Heading: Tollett v. Henderson

Text: The majority's reliance on Tollett v. Henderson [2] to fortify its position is misplaced. Tollett, which held that a defendant may not assert a constitutional error that occurred before his counseled guilty plea, involved a direct challenge to a plea. It did not involve a collateral challenge. More importantly, its discussion of the significance of guilty pleas is unmistakedly limited to pleas entered with the advice of counsel. Tollett does not stand for the proposition that a guilty plea waives a challenge to the validity of an earlier conviction when the challenge is based on denial of the right to counsel. See Menna v. New York, 423 U.S. 61, 62-63, n. 2, 96 S.Ct. 241, 46 L.Ed.2d 195 (1975). Here the conviction was based in part on a void conviction or convictions. Tollett does not address that situation. It certainly does not hold that a void conviction can be resuscitated by a counseled guilty plea in a later case.
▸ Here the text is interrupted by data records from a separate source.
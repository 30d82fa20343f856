// Copyright (C) 2026 Michael Wilson <mike@mdwn.dev>
//
// This program is free software: you can redistribute it and/or modify it under
// the terms of the GNU General Public License as published by the Free Software
// Foundation, version 3.
//
// This program is distributed in the hope that it will be useful, but WITHOUT
// ANY WARRANTY; without even the implied warranty of MERCHANTABILITY or FITNESS
// FOR A PARTICULAR PURPOSE. See the GNU General Public License for more details.
//
// You should have received a copy of the GNU General Public License along with
// this program. If not, see <https://www.gnu.org/licenses/>.
//
// Core mixing logic shared by the cpal and mock devices. The mixer owns the
// sample clock: every rendered frame advances it, and sources are scheduled
// against it.
use std::sync::atomic::{AtomicBool, AtomicU64, Ordering};
use std::sync::Arc;

use parking_lot::RwLock;

use crate::playsync::CancelHandle;
use crate::synth::Pluck;

/// Global atomic counter for generating unique source IDs
static SOURCE_ID_COUNTER: AtomicU64 = AtomicU64::new(1);

/// Mixes scheduled plucks into interleaved output frames.
#[derive(Clone)]
pub struct AudioMixer {
    /// Sources waiting to start or currently sounding.
    active_sources: Arc<RwLock<Vec<ActiveSource>>>,
    /// Frames rendered since the mixer was created.
    clock: Arc<AtomicU64>,
    /// Number of output channels
    num_channels: u16,
    /// Sample rate
    sample_rate: u32,
}

/// Represents a scheduled pluck in the mixer
pub struct ActiveSource {
    /// Unique ID for this source
    pub id: u64,
    /// Clock frame at which the pluck starts sounding.
    pub start_frame: u64,
    /// The synthesized voice.
    pub pluck: Pluck,
    /// Whether this source has finished playing
    pub is_finished: Arc<AtomicBool>,
    /// Cancel handle shared with the rest of the performance
    pub cancel_handle: CancelHandle,
}

impl ActiveSource {
    /// Creates a source with a fresh ID.
    pub fn new(pluck: Pluck, start_frame: u64, cancel_handle: CancelHandle) -> Self {
        Self {
            id: SOURCE_ID_COUNTER.fetch_add(1, Ordering::Relaxed),
            start_frame,
            pluck,
            is_finished: Arc::new(AtomicBool::new(false)),
            cancel_handle,
        }
    }
}

impl AudioMixer {
    /// Creates a new audio mixer
    pub fn new(num_channels: u16, sample_rate: u32) -> Self {
        Self {
            active_sources: Arc::new(RwLock::new(Vec::new())),
            clock: Arc::new(AtomicU64::new(0)),
            num_channels: num_channels.max(1),
            sample_rate,
        }
    }

    /// Adds a new source to the mixer and returns its ID.
    pub fn add_source(&self, source: ActiveSource) -> u64 {
        let id = source.id;
        self.active_sources.write().push(source);
        id
    }

    /// Removes sources by ID, silencing them immediately.
    pub fn remove_sources(&self, source_ids: &[u64]) {
        if source_ids.is_empty() {
            return;
        }
        let mut sources = self.active_sources.write();
        sources.retain(|source| {
            if source_ids.contains(&source.id) {
                source.is_finished.store(true, Ordering::Relaxed);
                false
            } else {
                true
            }
        });
    }

    /// Removes every source.
    pub fn clear(&self) {
        let mut sources = self.active_sources.write();
        for source in sources.iter() {
            source.is_finished.store(true, Ordering::Relaxed);
        }
        sources.clear();
    }

    /// Mixes `num_frames` frames into `output` (interleaved) and advances the clock.
    /// Sources that are cancelled or have run out are dropped.
    pub fn process_into_output(&self, output: &mut [f32], num_frames: usize) {
        let channels = self.num_channels as usize;
        let num_frames = num_frames.min(output.len() / channels);
        output[..num_frames * channels].fill(0.0);

        let block_start = self.clock.load(Ordering::Acquire);
        let block_end = block_start + num_frames as u64;

        let mut sources = self.active_sources.write();
        sources.retain_mut(|active_source| {
            if active_source.is_finished.load(Ordering::Relaxed)
                || active_source.cancel_handle.is_cancelled()
            {
                return false;
            }
            if active_source.start_frame >= block_end {
                return true;
            }

            let offset = active_source.start_frame.saturating_sub(block_start) as usize;
            for frame in output[offset * channels..num_frames * channels].chunks_mut(channels) {
                match active_source.pluck.next_sample() {
                    Some(sample) => frame.iter_mut().for_each(|out| *out += sample),
                    None => break,
                }
            }

            if active_source.pluck.is_finished() {
                active_source.is_finished.store(true, Ordering::Relaxed);
                return false;
            }
            true
        });
        drop(sources);

        self.clock.store(block_end, Ordering::Release);
    }

    /// Renders `num_frames` frames into a new buffer.
    pub fn process_frames(&self, num_frames: usize) -> Vec<f32> {
        let mut frames = vec![0.0f32; num_frames * self.num_channels as usize];
        self.process_into_output(&mut frames, num_frames);
        frames
    }

    /// The number of sources that are scheduled or sounding.
    pub fn active_count(&self) -> usize {
        self.active_sources.read().len()
    }

    /// Frames rendered so far.
    pub fn clock_frames(&self) -> u64 {
        self.clock.load(Ordering::Acquire)
    }

    /// Seconds rendered so far.
    pub fn current_time(&self) -> f64 {
        self.clock_frames() as f64 / self.sample_rate as f64
    }

    /// Converts an audio-clock time to a frame index.
    pub fn frame_at(&self, seconds: f64) -> u64 {
        (seconds.max(0.0) * self.sample_rate as f64).round() as u64
    }

    /// Gets a reference to the active sources
    pub fn get_active_sources(&self) -> Arc<RwLock<Vec<ActiveSource>>> {
        self.active_sources.clone()
    }

    /// Gets the number of output channels
    pub fn num_channels(&self) -> u16 {
        self.num_channels
    }

    /// Gets the sample rate
    pub fn sample_rate(&self) -> u32 {
        self.sample_rate
    }
}

#[cfg(test)]
mod tests {
    use rand::{rngs::StdRng, SeedableRng};

    use super::*;

    fn pluck(sample_rate: u32) -> Pluck {
        Pluck::with_rng(196.0, false, sample_rate, &mut StdRng::seed_from_u64(1))
    }

    #[test]
    fn test_source_waits_for_start_frame() {
        let mixer = AudioMixer::new(2, 8000);
        mixer.add_source(ActiveSource::new(pluck(8000), 10, CancelHandle::new()));

        let frames = mixer.process_frames(20);
        assert_eq!(frames.len(), 40);
        assert!(frames[..20].iter().all(|s| *s == 0.0));
        assert_eq!(mixer.clock_frames(), 20);
        assert_eq!(mixer.active_count(), 1);

        // Both channels carry the same mono signal.
        for frame in frames.chunks(2) {
            assert_eq!(frame[0], frame[1]);
        }
    }

    #[test]
    fn test_source_finishes() {
        let mixer = AudioMixer::new(1, 8000);
        let source = ActiveSource::new(pluck(8000), 0, CancelHandle::new());
        let finished = source.is_finished.clone();
        mixer.add_source(source);

        // A pluck lasts 1.5 seconds.
        mixer.process_frames(11999);
        assert_eq!(mixer.active_count(), 1);
        mixer.process_frames(10);
        assert_eq!(mixer.active_count(), 0);
        assert!(finished.load(Ordering::Relaxed));
    }

    #[test]
    fn test_cancelled_sources_are_dropped() {
        let mixer = AudioMixer::new(1, 8000);
        let cancel_handle = CancelHandle::new();
        for start in [0, 100, 200] {
            mixer.add_source(ActiveSource::new(pluck(8000), start, cancel_handle.clone()));
        }
        mixer.add_source(ActiveSource::new(pluck(8000), 0, CancelHandle::new()));
        assert_eq!(mixer.active_count(), 4);

        cancel_handle.cancel();
        mixer.process_frames(1);
        assert_eq!(mixer.active_count(), 1);
    }

    #[test]
    fn test_remove_sources() {
        let mixer = AudioMixer::new(1, 8000);
        let first = mixer.add_source(ActiveSource::new(pluck(8000), 0, CancelHandle::new()));
        let second = mixer.add_source(ActiveSource::new(pluck(8000), 0, CancelHandle::new()));
        assert_ne!(first, second);

        mixer.remove_sources(&[first]);
        assert_eq!(mixer.active_count(), 1);

        mixer.clear();
        assert_eq!(mixer.active_count(), 0);
        assert!(mixer.process_frames(16).iter().all(|s| *s == 0.0));
    }

    #[test]
    fn test_frame_at() {
        let mixer = AudioMixer::new(2, 44100);
        assert_eq!(mixer.frame_at(0.05), 2205);
        assert_eq!(mixer.frame_at(-1.0), 0);
        assert_eq!(mixer.current_time(), 0.0);
    }
}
As we discussed in People v. New, [3] the United States Supreme Court clarified the holding of Tollett, saying that a counseled guilty plea renders irrelevant those constitutional violations not logically inconsistent with the valid establishment of guilt and which do not stand in the way of conviction, if factual guilt is validly established.  [ New, supra at 488, 398 N.W.2d 358 quoting Menna, supra (emphasis added).] In this case, defendant's conviction of OUIL-3d depends on prior OUIL convictions, one or more of which were obtained in violation of the right to counsel. As further analysis reveals, no precedent exists that sustains the majority's implicit decision that defendant's factual guilt of his prior counselless convictions was validly established. Tollett does not extend to collateral challenges of underlying void convictions and is inapplicable.